BEGIN MATERIAL PROVIDED

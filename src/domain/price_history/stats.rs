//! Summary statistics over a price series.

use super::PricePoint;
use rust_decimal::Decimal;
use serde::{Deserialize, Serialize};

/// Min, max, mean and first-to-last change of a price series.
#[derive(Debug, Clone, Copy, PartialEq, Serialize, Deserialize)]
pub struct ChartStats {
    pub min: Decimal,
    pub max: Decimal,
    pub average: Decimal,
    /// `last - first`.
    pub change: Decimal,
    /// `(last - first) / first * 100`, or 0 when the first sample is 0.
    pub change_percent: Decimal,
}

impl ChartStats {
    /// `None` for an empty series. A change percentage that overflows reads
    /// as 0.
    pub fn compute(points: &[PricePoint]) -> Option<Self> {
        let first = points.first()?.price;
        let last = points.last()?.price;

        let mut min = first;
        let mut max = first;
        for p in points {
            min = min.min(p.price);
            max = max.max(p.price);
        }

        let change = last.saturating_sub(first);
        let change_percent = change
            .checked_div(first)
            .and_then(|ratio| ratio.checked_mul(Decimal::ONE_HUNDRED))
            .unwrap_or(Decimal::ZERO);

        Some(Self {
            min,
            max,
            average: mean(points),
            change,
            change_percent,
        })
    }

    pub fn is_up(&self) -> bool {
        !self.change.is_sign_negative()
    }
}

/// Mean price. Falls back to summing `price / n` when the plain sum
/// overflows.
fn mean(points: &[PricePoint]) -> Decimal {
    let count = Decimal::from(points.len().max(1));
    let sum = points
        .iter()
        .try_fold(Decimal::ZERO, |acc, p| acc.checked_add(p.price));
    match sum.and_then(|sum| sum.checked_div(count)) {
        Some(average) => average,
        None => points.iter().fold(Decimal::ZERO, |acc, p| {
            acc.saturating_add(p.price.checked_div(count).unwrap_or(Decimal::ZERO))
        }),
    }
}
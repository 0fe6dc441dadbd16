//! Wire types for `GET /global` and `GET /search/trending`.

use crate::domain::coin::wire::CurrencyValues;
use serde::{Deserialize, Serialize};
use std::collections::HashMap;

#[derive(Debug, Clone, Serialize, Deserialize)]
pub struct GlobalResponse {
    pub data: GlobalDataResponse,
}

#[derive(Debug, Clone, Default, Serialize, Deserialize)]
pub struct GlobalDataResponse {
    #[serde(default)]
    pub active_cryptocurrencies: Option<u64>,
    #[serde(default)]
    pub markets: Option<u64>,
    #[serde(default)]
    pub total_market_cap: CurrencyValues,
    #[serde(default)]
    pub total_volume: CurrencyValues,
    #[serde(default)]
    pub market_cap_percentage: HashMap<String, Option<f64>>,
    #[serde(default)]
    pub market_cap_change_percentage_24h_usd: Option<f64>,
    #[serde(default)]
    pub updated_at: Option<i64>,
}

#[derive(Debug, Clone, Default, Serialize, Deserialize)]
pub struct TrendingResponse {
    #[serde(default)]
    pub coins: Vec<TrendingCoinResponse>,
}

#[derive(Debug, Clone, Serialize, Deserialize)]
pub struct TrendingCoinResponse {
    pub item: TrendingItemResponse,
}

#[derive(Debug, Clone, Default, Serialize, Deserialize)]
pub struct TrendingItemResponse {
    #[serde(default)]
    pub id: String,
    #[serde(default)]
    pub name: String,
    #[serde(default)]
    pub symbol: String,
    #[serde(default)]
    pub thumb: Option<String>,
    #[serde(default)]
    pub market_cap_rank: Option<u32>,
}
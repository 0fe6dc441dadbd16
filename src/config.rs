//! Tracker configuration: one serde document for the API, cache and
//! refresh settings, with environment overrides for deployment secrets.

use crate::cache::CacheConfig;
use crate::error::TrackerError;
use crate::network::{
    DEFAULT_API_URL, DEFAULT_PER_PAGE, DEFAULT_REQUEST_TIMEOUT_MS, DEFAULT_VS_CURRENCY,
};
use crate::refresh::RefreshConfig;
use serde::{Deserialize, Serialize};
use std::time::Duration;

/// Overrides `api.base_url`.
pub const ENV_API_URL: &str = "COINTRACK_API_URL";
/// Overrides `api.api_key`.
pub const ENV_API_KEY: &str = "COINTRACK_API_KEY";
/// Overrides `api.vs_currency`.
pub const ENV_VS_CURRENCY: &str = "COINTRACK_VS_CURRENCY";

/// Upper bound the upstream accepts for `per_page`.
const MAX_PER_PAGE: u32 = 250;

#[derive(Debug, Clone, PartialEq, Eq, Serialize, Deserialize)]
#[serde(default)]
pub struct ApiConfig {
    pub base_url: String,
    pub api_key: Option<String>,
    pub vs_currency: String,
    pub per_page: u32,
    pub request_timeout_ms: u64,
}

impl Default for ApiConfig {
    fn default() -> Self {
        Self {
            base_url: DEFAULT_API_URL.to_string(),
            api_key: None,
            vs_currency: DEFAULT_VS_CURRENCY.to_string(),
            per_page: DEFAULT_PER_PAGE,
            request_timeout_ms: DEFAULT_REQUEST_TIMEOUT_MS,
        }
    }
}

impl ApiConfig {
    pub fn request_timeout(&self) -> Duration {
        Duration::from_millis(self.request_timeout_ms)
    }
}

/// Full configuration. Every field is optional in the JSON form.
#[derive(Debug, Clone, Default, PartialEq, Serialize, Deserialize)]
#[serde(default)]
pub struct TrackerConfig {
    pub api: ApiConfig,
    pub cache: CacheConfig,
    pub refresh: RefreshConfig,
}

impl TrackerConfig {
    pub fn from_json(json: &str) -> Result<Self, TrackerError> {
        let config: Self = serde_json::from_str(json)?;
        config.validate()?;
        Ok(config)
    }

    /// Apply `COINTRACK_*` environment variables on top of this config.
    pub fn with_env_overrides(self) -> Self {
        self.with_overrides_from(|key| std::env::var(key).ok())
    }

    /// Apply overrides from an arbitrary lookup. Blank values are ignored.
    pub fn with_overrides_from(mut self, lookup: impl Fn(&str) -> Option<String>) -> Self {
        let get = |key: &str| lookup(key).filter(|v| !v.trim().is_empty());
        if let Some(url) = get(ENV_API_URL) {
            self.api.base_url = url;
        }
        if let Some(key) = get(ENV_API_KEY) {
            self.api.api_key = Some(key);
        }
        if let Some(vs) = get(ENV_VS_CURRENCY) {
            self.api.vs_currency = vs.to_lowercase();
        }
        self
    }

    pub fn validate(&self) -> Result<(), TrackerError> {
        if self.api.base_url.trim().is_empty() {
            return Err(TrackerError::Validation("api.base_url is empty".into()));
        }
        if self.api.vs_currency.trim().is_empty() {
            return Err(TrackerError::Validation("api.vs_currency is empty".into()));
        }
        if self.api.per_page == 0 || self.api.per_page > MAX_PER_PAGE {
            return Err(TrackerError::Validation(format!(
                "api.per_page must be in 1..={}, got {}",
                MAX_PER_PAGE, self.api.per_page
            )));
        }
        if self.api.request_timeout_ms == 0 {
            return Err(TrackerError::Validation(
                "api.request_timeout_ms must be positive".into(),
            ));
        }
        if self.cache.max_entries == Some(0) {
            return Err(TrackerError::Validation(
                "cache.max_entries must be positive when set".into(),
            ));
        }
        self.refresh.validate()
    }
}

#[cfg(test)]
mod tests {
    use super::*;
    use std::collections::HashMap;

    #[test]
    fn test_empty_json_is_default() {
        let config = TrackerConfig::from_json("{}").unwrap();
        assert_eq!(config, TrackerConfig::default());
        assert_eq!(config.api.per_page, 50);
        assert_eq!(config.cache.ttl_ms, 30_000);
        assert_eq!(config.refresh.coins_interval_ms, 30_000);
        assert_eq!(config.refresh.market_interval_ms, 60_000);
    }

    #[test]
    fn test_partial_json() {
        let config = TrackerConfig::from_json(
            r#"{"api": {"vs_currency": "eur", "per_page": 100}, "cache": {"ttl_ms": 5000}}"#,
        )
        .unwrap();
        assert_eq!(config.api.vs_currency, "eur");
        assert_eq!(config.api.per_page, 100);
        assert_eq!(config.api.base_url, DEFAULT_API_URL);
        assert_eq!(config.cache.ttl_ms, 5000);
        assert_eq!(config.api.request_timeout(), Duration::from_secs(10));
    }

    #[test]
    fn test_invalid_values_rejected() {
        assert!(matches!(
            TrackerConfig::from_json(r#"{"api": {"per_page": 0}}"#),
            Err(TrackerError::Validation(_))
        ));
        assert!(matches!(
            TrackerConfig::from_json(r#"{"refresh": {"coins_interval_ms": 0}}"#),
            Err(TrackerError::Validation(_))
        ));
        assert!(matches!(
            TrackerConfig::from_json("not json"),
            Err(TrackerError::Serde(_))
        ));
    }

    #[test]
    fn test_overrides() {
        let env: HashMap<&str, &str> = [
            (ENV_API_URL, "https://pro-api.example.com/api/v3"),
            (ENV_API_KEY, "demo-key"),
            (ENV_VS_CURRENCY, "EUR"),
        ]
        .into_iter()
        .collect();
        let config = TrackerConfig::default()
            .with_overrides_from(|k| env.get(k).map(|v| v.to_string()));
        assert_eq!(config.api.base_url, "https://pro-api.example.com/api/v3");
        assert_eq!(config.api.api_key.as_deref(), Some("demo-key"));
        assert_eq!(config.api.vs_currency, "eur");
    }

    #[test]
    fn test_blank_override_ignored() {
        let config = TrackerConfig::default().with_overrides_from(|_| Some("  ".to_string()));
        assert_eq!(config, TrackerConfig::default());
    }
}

END MATERIAL PROVIDED

Within the entries above, find the string "PartialEq" and return each line that holds it.

> **TASK ANSWER**:
#[derive(Debug, Clone, Copy, PartialEq, Serialize, Deserialize)]
#[derive(Debug, Clone, PartialEq, Eq, Serialize, Deserialize)]
#[derive(Debug, Clone, Default, PartialEq, Serialize, Deserialize)]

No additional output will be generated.